I agree, but the price makes using these in netbooks prohibitive...
That would be whenever they roll out the Barracuda XT.
But how do you do that without breaking partition information? If someone can figure out how to make this an option, but keeping it idiotproof... you have quite a product on your hands...
Ooops
I still can't comprehend that the mechanical part (platter) is more durable than the SSD part. (NAND).
I wonder if these new drives are cheaper than the non hybrid types since the skyrocketing of hard disk prices.
The Momentus XT are hybrid drives. They offer the storage (and overall speed) of a traditional hard drive but combine it with a 4GB (on the original) SSD cache which speeds up overall day to day operation. They make a pretty big difference, although I agree the price on this one is a bit high. When I picked up my 500GB original XT it was I think $100 or $105.
That said, hard drives seem to have jumped in price lately. I had to wait for a cyber monday "deal" to get a 500GB hard drive for $70. I could've swore a year ago you could get a 1.5 TB hard drive for not much more...
Also!
What does this make so much difference when having 16gb (for example) of ram makes hardly any? Since ram is not really a bottleneck, and normal users are making hardly any use of the extra ram. Are chipset / ram manufactures being lazy and not trying to utilize this wasted space?

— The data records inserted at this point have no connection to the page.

use crate::export::{BufferExport, Exporter, ExporterFormat, FileExport, FormatId, FormatList};
use crate::io::{DataDuplicator, IoProvider, ItemWriter, Messages, ProviderCode};
use crate::models::ObjectItem;
use camino::{Utf8Path, Utf8PathBuf};
use std::fs;
use thiserror::Error;

/// Format id of the YAML item export.
pub const FORMAT_YAML_ITEM: &str = "YamlItem";

/// Key of the backing file path in the item provider data.
pub const PROVIDER_DATA_PATH: &str = "path";

const EXTENSION: &str = "yaml";

/// Errors of the YAML directory provider
#[derive(Error, Debug)]
pub enum YamlProviderError {
    #[error("Unable to read {path}: {source}")]
    Read {
        path: Utf8PathBuf,
        source: std::io::Error,
    },

    #[error("Unable to write {path}: {source}")]
    Write {
        path: Utf8PathBuf,
        source: std::io::Error,
    },

    #[error("Unable to delete {path}: {source}")]
    Delete {
        path: Utf8PathBuf,
        source: std::io::Error,
    },

    #[error("Invalid item in {path}: {source}")]
    Parse {
        path: Utf8PathBuf,
        source: serde_yaml_ng::Error,
    },

    #[error("Id {id:?} cannot be used as a file name")]
    InvalidId { id: String },

    #[error("Unable to serialize {id}: {source}")]
    Serialize {
        id: String,
        source: serde_yaml_ng::Error,
    },
}

/// I/O provider storing one YAML document per item in a directory.
///
/// Files are named `<id>.yaml`. An item read from a file the user cannot
/// write is flagged read-only.
#[derive(Debug, Clone)]
pub struct YamlProvider {
    dir: Utf8PathBuf,
}

impl YamlProvider {
    pub const ID: &'static str = "io-yaml";

    pub fn new<P: AsRef<Utf8Path>>(dir: P) -> Self {
        Self {
            dir: dir.as_ref().to_path_buf(),
        }
    }

    pub fn dir(&self) -> &Utf8Path {
        &self.dir
    }

    /// Default location of an item. Fails for ids which would not name a
    /// file directly inside the directory.
    pub fn item_path(&self, id: &str) -> Result<Utf8PathBuf, YamlProviderError> {
        let basename = file_basename(id)?;
        Ok(self.dir.join(basename))
    }

    /// Backing file of an item: the one it was read from, else the default.
    fn backing_path(&self, item: &ObjectItem) -> Result<Utf8PathBuf, YamlProviderError> {
        match item.provenance().provider_data.get(PROVIDER_DATA_PATH) {
            Some(path) => Ok(Utf8PathBuf::from(path)),
            None => self.item_path(item.id()),
        }
    }

    fn list_files(&self) -> Result<Vec<Utf8PathBuf>, YamlProviderError> {
        let entries = fs::read_dir(&self.dir).map_err(|source| YamlProviderError::Read {
            path: self.dir.clone(),
            source,
        })?;

        let mut files: Vec<Utf8PathBuf> = entries
            .filter_map(|entry| entry.ok())
            .filter_map(|entry| Utf8PathBuf::from_path_buf(entry.path()).ok())
            .filter(|path| path.is_file() && path.extension() == Some(EXTENSION))
            .collect();
        files.sort();
        Ok(files)
    }

    fn read_file(&self, path: &Utf8Path) -> Result<ObjectItem, YamlProviderError> {
        let contents = fs::read_to_string(path).map_err(|source| YamlProviderError::Read {
            path: path.to_path_buf(),
            source,
        })?;
        let mut item: ObjectItem =
            serde_yaml_ng::from_str(&contents).map_err(|source| YamlProviderError::Parse {
                path: path.to_path_buf(),
                source,
            })?;

        let readonly = fs::metadata(path)
            .map(|m| m.permissions().readonly())
            .unwrap_or(true);
        item.set_readonly(readonly);
        item.provenance_mut()
            .provider_data
            .insert(PROVIDER_DATA_PATH.to_string(), path.to_string());
        Ok(item)
    }

    fn write_file(&self, item: &ObjectItem) -> Result<Utf8PathBuf, YamlProviderError> {
        let path = self.backing_path(item)?;
        if let Some(parent) = path.parent() {
            fs::create_dir_all(parent).map_err(|source| YamlProviderError::Write {
                path: parent.to_path_buf(),
                source,
            })?;
        }

        let yaml = serde_yaml_ng::to_string(item).map_err(|source| {
            YamlProviderError::Serialize {
                id: item.id().to_string(),
                source,
            }
        })?;
        fs::write(&path, yaml).map_err(|source| YamlProviderError::Write {
            path: path.clone(),
            source,
        })?;
        Ok(path)
    }
}

impl IoProvider for YamlProvider {
    fn id(&self) -> &str {
        Self::ID
    }

    fn name(&self) -> String {
        "YAML directory".to_string()
    }

    fn read_items(&self, messages: &mut Messages) -> Vec<ObjectItem> {
        if !self.dir.exists() {
            tracing::debug!("{} does not exist, nothing to read", self.dir);
            return Vec::new();
        }

        let files = match self.list_files() {
            Ok(files) => files,
            Err(e) => {
                tracing::warn!("{}", e);
                messages.push(e.to_string());
                return Vec::new();
            }
        };

        files
            .iter()
            .filter_map(|path| match self.read_file(path) {
                Ok(item) => Some(item),
                Err(e) => {
                    tracing::warn!("{}", e);
                    messages.push(e.to_string());
                    None
                }
            })
            .collect()
    }

    fn is_willing_to_write(&self) -> bool {
        true
    }

    /// Writable when the directory, or the nearest existing ancestor it
    /// would be created in, is writable.
    fn is_able_to_write(&self) -> bool {
        self.dir
            .ancestors()
            .find(|dir| dir.exists())
            .and_then(|dir| fs::metadata(dir).ok())
            .is_some_and(|m| m.is_dir() && !m.permissions().readonly())
    }

    fn writer(&self) -> Option<&dyn ItemWriter> {
        Some(self)
    }

    fn data_duplicator(&self) -> Option<&dyn DataDuplicator> {
        Some(self)
    }
}

impl ItemWriter for YamlProvider {
    fn write_item(&self, item: &mut ObjectItem, messages: &mut Messages) -> ProviderCode {
        match self.write_file(item) {
            Ok(path) => {
                tracing::info!("Wrote {} {} to {}", item.kind(), item.id(), path);
                let provenance = item.provenance_mut();
                provenance.provider_id = Some(Self::ID.to_string());
                provenance
                    .provider_data
                    .insert(PROVIDER_DATA_PATH.to_string(), path.to_string());
                ProviderCode::Ok
            }
            Err(e) => {
                tracing::error!("{}", e);
                messages.push(e.to_string());
                ProviderCode::WriteError
            }
        }
    }

    fn delete_item(&self, item: &ObjectItem, messages: &mut Messages) -> ProviderCode {
        let path = match self.backing_path(item) {
            Ok(path) => path,
            Err(e) => {
                tracing::error!("{}", e);
                messages.push(e.to_string());
                return ProviderCode::DeleteError;
            }
        };
        if !path.exists() {
            tracing::debug!("{} already absent", path);
            return ProviderCode::Ok;
        }

        match fs::remove_file(&path) {
            Ok(()) => {
                tracing::info!("Deleted {} {} ({})", item.kind(), item.id(), path);
                ProviderCode::Ok
            }
            Err(source) => {
                let e = YamlProviderError::Delete { path, source };
                tracing::error!("{}", e);
                messages.push(e.to_string());
                ProviderCode::DeleteError
            }
        }
    }
}

impl DataDuplicator for YamlProvider {
    /// A copy with the same id shares the backing file; a renumbered copy
    /// gets its own default file.
    fn duplicate_data(
        &self,
        dest: &mut ObjectItem,
        source: &ObjectItem,
        messages: &mut Messages,
    ) -> ProviderCode {
        let path = if dest.id() == source.id() {
            self.backing_path(source)
        } else {
            self.item_path(dest.id())
        };
        let path = match path {
            Ok(path) => path,
            Err(e) => {
                tracing::error!("{}", e);
                messages.push(e.to_string());
                return ProviderCode::WriteError;
            }
        };

        let provenance = dest.provenance_mut();
        provenance.provider_id = source.provenance().provider_id.clone();
        provenance
            .provider_data
            .insert(PROVIDER_DATA_PATH.to_string(), path.to_string());
        ProviderCode::Ok
    }
}

/// Version 2 exporter writing items as the YAML documents the
/// [`YamlProvider`] reads.
#[derive(Debug, Default)]
pub struct YamlExporter;

impl YamlExporter {
    pub const ID: &'static str = "yaml-exporter";

    pub fn new() -> Self {
        Self
    }

    fn serialize(
        &self,
        item: &ObjectItem,
        format: &FormatId,
        messages: &mut Messages,
    ) -> Option<String> {
        if format.as_str() != FORMAT_YAML_ITEM {
            messages.push(format!("{}: unsupported format {}", Self::ID, format));
            return None;
        }
        match serde_yaml_ng::to_string(item) {
            Ok(yaml) => Some(yaml),
            Err(source) => {
                let e = YamlProviderError::Serialize {
                    id: item.id().to_string(),
                    source,
                };
                messages.push(e.to_string());
                None
            }
        }
    }
}

impl Exporter for YamlExporter {
    fn id(&self) -> &str {
        Self::ID
    }

    fn name(&self) -> String {
        "YAML exporter".to_string()
    }

    fn version(&self) -> u32 {
        2
    }

    fn formats(&self) -> FormatList {
        FormatList::V2(vec![ExporterFormat {
            format: FORMAT_YAML_ITEM.to_string(),
            label: "Export as a YAML document".to_string(),
            description: "Writes the item in the format read back by the YAML directory provider."
                .to_string(),
            icon: None,
        }])
    }

    fn buffer_export(&self) -> Option<&dyn BufferExport> {
        Some(self)
    }

    fn file_export(&self) -> Option<&dyn FileExport> {
        Some(self)
    }
}

impl BufferExport for YamlExporter {
    fn to_buffer(
        &self,
        item: &ObjectItem,
        format: &FormatId,
        messages: &mut Messages,
    ) -> Option<String> {
        self.serialize(item, format, messages)
    }
}

impl FileExport for YamlExporter {
    fn to_file(
        &self,
        item: &ObjectItem,
        folder: &str,
        format: &FormatId,
        messages: &mut Messages,
    ) -> Option<String> {
        let basename = match file_basename(item.id()) {
            Ok(basename) => basename,
            Err(e) => {
                messages.push(e.to_string());
                return None;
            }
        };
        let yaml = self.serialize(item, format, messages)?;
        let path = Utf8PathBuf::from(folder).join(&basename);

        if let Err(source) = fs::write(&path, yaml) {
            messages.push(YamlProviderError::Write { path, source }.to_string());
            return None;
        }
        Some(basename)
    }
}

/// `<id>.yaml`, as long as the id is a plain file name: not empty, no path
/// separator and no leading dot.
fn file_basename(id: &str) -> Result<String, YamlProviderError> {
    if id.is_empty() || id.starts_with('.') || id.contains(['/', '\\']) {
        return Err(YamlProviderError::InvalidId { id: id.to_string() });
    }
    Ok(format!("{id}.{EXTENSION}"))
}
use indexmap::IndexMap;
use serde::{Deserialize, Serialize};

/// User preferences from `preferences.yaml`, optionally overridden by
/// `CONTEXT_ACTIONS__*` environment variables.
#[derive(Debug, Clone, Default, Serialize, Deserialize)]
#[serde(default)]
pub struct Preferences {
    pub providers: ProvidersPreferences,
    pub locks: LockPreferences,
    pub import: ImportPreferences,
    pub export: ExportPreferences,
    pub logging: LoggingPreferences,
}

/// Ordering and per-provider flags of the I/O providers.
#[derive(Debug, Clone, Default, Serialize, Deserialize)]
#[serde(default)]
pub struct ProvidersPreferences {
    /// Provider ids in the order they are read and offered for writing.
    /// Providers not listed come after, in registration order.
    pub order: Vec<String>,

    /// Per-provider flags, keyed by provider id.
    pub flags: IndexMap<String, ProviderFlags>,
}

#[derive(Debug, Clone, Serialize, Deserialize)]
#[serde(default)]
pub struct ProviderFlags {
    /// Whether the provider is read when items are loaded.
    pub read_at_startup: bool,

    /// The user allows writing through this provider.
    pub writable: bool,

    /// The administrator has locked this provider.
    pub locked: bool,
}

impl Default for ProviderFlags {
    fn default() -> Self {
        Self {
            read_at_startup: true,
            writable: true,
            locked: false,
        }
    }
}

/// Global locks set by an administrator.
#[derive(Debug, Clone, Default, Serialize, Deserialize)]
#[serde(default)]
pub struct LockPreferences {
    /// The whole configuration is read-only.
    pub configuration_locked: bool,
}

/// How an imported item whose id already exists is handled.
#[derive(Debug, Clone, Copy, PartialEq, Eq, Default, Serialize, Deserialize)]
#[serde(rename_all = "snake_case")]
pub enum ImportMode {
    /// Skip the imported item.
    #[default]
    NoImport,
    /// Give the imported item a fresh id.
    Renumber,
    /// Replace the existing item.
    Override,
    /// Let the caller decide item by item.
    Ask,
}

#[derive(Debug, Clone, Default, Serialize, Deserialize)]
#[serde(default)]
pub struct ImportPreferences {
    pub mode: ImportMode,
}

#[derive(Debug, Clone, Serialize, Deserialize)]
#[serde(default)]
pub struct ExportPreferences {
    /// Format used when none is given explicitly.
    pub default_format: String,
}

impl Default for ExportPreferences {
    fn default() -> Self {
        Self {
            default_format: crate::io::yaml::FORMAT_YAML_ITEM.to_string(),
        }
    }
}

#[derive(Debug, Clone, Serialize, Deserialize)]
#[serde(default)]
pub struct LoggingPreferences {
    pub directory: String,
    pub debug: bool,

    /// Write the log file as JSON lines instead of plain text.
    pub json: bool,
}

impl Default for LoggingPreferences {
    fn default() -> Self {
        Self {
            directory: "logs".to_string(),
            debug: false,
            json: false,
        }
    }
}

impl Preferences {
    /// Flags of a provider; providers without an entry get the defaults.
    pub fn provider_flags(&self, provider_id: &str) -> ProviderFlags {
        self.providers
            .flags
            .get(provider_id)
            .cloned()
            .unwrap_or_default()
    }
}

#[cfg(test)]
mod tests {
    use super::*;

    #[test]
    fn test_provider_flags_defaults() {
        let prefs = Preferences::default();
        let flags = prefs.provider_flags("unknown");
        assert!(flags.read_at_startup);
        assert!(flags.writable);
        assert!(!flags.locked);
    }

    #[test]
    fn test_import_mode_serialization() {
        let yaml = serde_yaml_ng::to_string(&ImportMode::Renumber).unwrap();
        assert_eq!(yaml.trim(), "renumber");

        let mode: ImportMode = serde_yaml_ng::from_str("no_import").unwrap();
        assert_eq!(mode, ImportMode::NoImport);
    }

    #[test]
    fn test_partial_document_uses_defaults() {
        let prefs: Preferences =
            serde_yaml_ng::from_str("locks:\n  configuration_locked: true\n").unwrap();
        assert!(prefs.locks.configuration_locked);
        assert_eq!(prefs.logging.directory, "logs");
        assert_eq!(prefs.import.mode, ImportMode::NoImport);
    }
}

Hybrid drives would have made sense a year ago when SSD space cost more and the flooding in thailand hadn't caused a price spike in spinning drives. Now there's no reason not to just get a ssd that's big enough to hold your OS and all your apps and then add on a spinner if you need the extra space.
Again correct me if i am wrong, but RAM tries to be as efficient as possible, keeping as minimal as possible on it, only what is needed. It relies too much on the HDD/SSD for more ram to be useful. The bottleneck is happening on the HDD. Also booting up/ loading programs would take the same time, just in the application responses would be faster.